Это точно. У меня есть ощущение, что я несколько лет участвовал в чем-то новом и блистательном. Равалек, Дантек и я — мы смотрели миру прямо в лицо. Этого в тогдашнем пейзаже не хватало. Мне приятно вспоминать этот период. Но только вспоминать. Это была молодость, и она позади. Когда Гийом умер, я понял, что моя молодость кончилась. Мы славно повеселились, но праздник окончен. А вот литература продолжается. У нее бывают бесплодные периоды, но потом все возвращается.
Я читал всю жизнь [59]
Первый мой опыт — почти даже не воспоминание, я не могу подобрать подходящие слова. Была тенистая веранда и залитый солнцем двор (в моих детских воспоминаниях всегда светит солнце). Кресло посреди веранды и ощущение бесконечно повторяющегося, чудесного погружения. И еще ощущение чего-то такого, что останется со мной на всю жизнь. Впечатление полноты, потому что “вся жизнь” в то время (быть может, позже я сумею этому улыбнуться, но сегодня говорю с некоторой горечью), “вся жизнь” казалась мне чем-то очень долгим.
59
Этот текст Мишель Уэльбек послал в редакцию серии "Я читал" по случаю её пятидесятилетия.
Я думал, что моя жизнь будет счастливой, и даже не совсем точно представлял себе, что такое несчастье, жизнь виделась мне восхитительным даром, а чтение было одной из радостей этой бесконечно чудесной жизни.
Я был ребенком. Я был счастлив, а счастье почти не оставляет следов.
Мало-помалу я узнал, что такое на самом деле жизнь взрослых людей; и узнал, помимо прочего, из написанных ими книг. По-видимому, мои дедушка с бабушкой никогда не обращали внимания на то, что книжки “Розовой библиотеки” и “Зеленой библиотеки” предназначены в принципе для разного возраста; иначе как объяснить, что десяти лет от роду я умудрился прочесть “Грациеллу”? [60]
60
Автобиографический роман А. де Ламартина (1852).
В ней был весь романтизм периода своей юности, своей молодой силы, а “Первое сожаление”, которым завершается книга, — это стихи невероятной чистоты.
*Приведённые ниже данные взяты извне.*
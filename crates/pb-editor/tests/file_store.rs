//! Integration tests: on-disk repository.

use pb_core::{ComponentType, Document, Node, NodeId, PropValue, props};
use pb_editor::{DocumentRepository, FileRepository, StoreError, StoreFormat};
use pretty_assertions::assert_eq;

fn sample(id: &str) -> Document {
    let mut doc = Document::new(id, "Stored");
    doc.components = vec![
        Node::new(NodeId::intern(&format!("{id}-box")), ComponentType::Container).with_child(
            Node::new(NodeId::intern(&format!("{id}-icon")), ComponentType::Icon)
                .with_props(props([("name", PropValue::from("Star")), ("size", PropValue::Num(24.0))])),
        ),
    ];
    doc
}

#[test]
fn json_store_round_trip() {
    let dir = tempfile::tempdir().unwrap();
    let mut repo = FileRepository::open(dir.path()).unwrap();
    let doc = sample("doc-json");

    assert!(repo.save(&doc, 2).unwrap());
    assert!(dir.path().join("doc-json.json").exists());
    assert!(dir.path().join("index.json").exists());

    let saved = repo.load("doc-json").unwrap().unwrap();
    assert_eq!(saved.revision, 2);
    assert_eq!(saved.document, doc);
    assert!(repo.load("doc-absent").unwrap().is_none());
}

#[test]
fn msgpack_store_round_trip() {
    let dir = tempfile::tempdir().unwrap();
    let mut repo = FileRepository::with_format(dir.path(), StoreFormat::MessagePack).unwrap();
    let doc = sample("doc-pack");
    repo.save(&doc, 1).unwrap();
    assert!(dir.path().join("doc-pack.msgpack").exists());
    assert_eq!(repo.load("doc-pack").unwrap().unwrap().document, doc);
}

#[test]
fn stale_revision_does_not_overwrite() {
    let dir = tempfile::tempdir().unwrap();
    let mut repo = FileRepository::open(dir.path()).unwrap();
    let mut doc = sample("doc-race");
    repo.save(&doc, 10).unwrap();
    doc.name = "Older".into();
    assert!(!repo.save(&doc, 9).unwrap());
    assert_eq!(repo.list_all().unwrap()[0].name, "Stored");
}

#[test]
fn delete_removes_file_and_index_entry() {
    let dir = tempfile::tempdir().unwrap();
    let mut repo = FileRepository::open(dir.path()).unwrap();
    repo.save(&sample("doc-a"), 0).unwrap();
    repo.save(&sample("doc-b"), 0).unwrap();
    assert_eq!(repo.list_all().unwrap().len(), 2);

    assert!(repo.delete("doc-a").unwrap());
    assert!(!repo.delete("doc-a").unwrap());
    let ids: Vec<String> = repo.list_all().unwrap().into_iter().map(|m| m.id).collect();
    assert_eq!(ids, vec!["doc-b".to_string()]);
}

#[test]
fn path_like_ids_are_rejected() {
    let dir = tempfile::tempdir().unwrap();
    let mut repo = FileRepository::open(dir.path()).unwrap();
    for bad in ["../escape", "a/b", "", "index", ".hidden"] {
        let doc = Document::new(bad, "Bad");
        assert!(
            matches!(repo.save(&doc, 0), Err(StoreError::InvalidId(_))),
            "{bad:?} accepted"
        );
    }
}

#[test]
fn corrupt_file_reports_decode_error() {
    let dir = tempfile::tempdir().unwrap();
    let repo = FileRepository::open(dir.path()).unwrap();
    std::fs::write(dir.path().join("doc-bad.json"), "{ not json").unwrap();
    assert!(matches!(
        repo.load("doc-bad"),
        Err(StoreError::Decode { .. })
    ));
}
Ни до Ламартина, ни после (даже Расин, даже Виктор Гюго) никто никогда не писал и не будет писать александрийским стихом с такой естественностью, стихийностью, с таким душевным подъемом.
Как же Ламартин, узнав в восемнадцать лет Грациеллу, которой тогда было шестнадцать, мог забыть ее? Как он мог после всего жить дальше? И как человек, читавший Ламартина, может посвятить свою жизнь не поискам шестнадцатилетней Грациеллы, а чему-то другому? И какая все — таки увлекательная хрень эта литература… Такая пагубная, сильная, несравненно более сильная, чем кино, и даже более пагубная, чем музыка.
Были еще и другие вещи. Тошнотворный Джек Лондон, которого так любил Ленин (видимо, именно это подчеркнутое восхищение Ленина Джеком Лондоном, его циничное приятие борьбы за выживание, несовместимой с тем пресловутым великодушием, какое связывается со словом “коммунизм”, открыло мне глаза и заранее, раз и навсегда, отбило желание близко познакомиться с марксизмом). Чудесный Диккенс (никогда я не буду хохотать так сильно и искренне, никогда я не буду смеяться до слез, хохотать до упаду так, как в девять лет, когда первый раз прочел “Записки Пиквикского клуба”). Был Жюль Верн, были сказки Андерсена — “Девочка со спичками” разбила мне сердце, и каждый раз, когда я ее перечитываю, с беспощадной неумолимостью разбивает его снова и снова.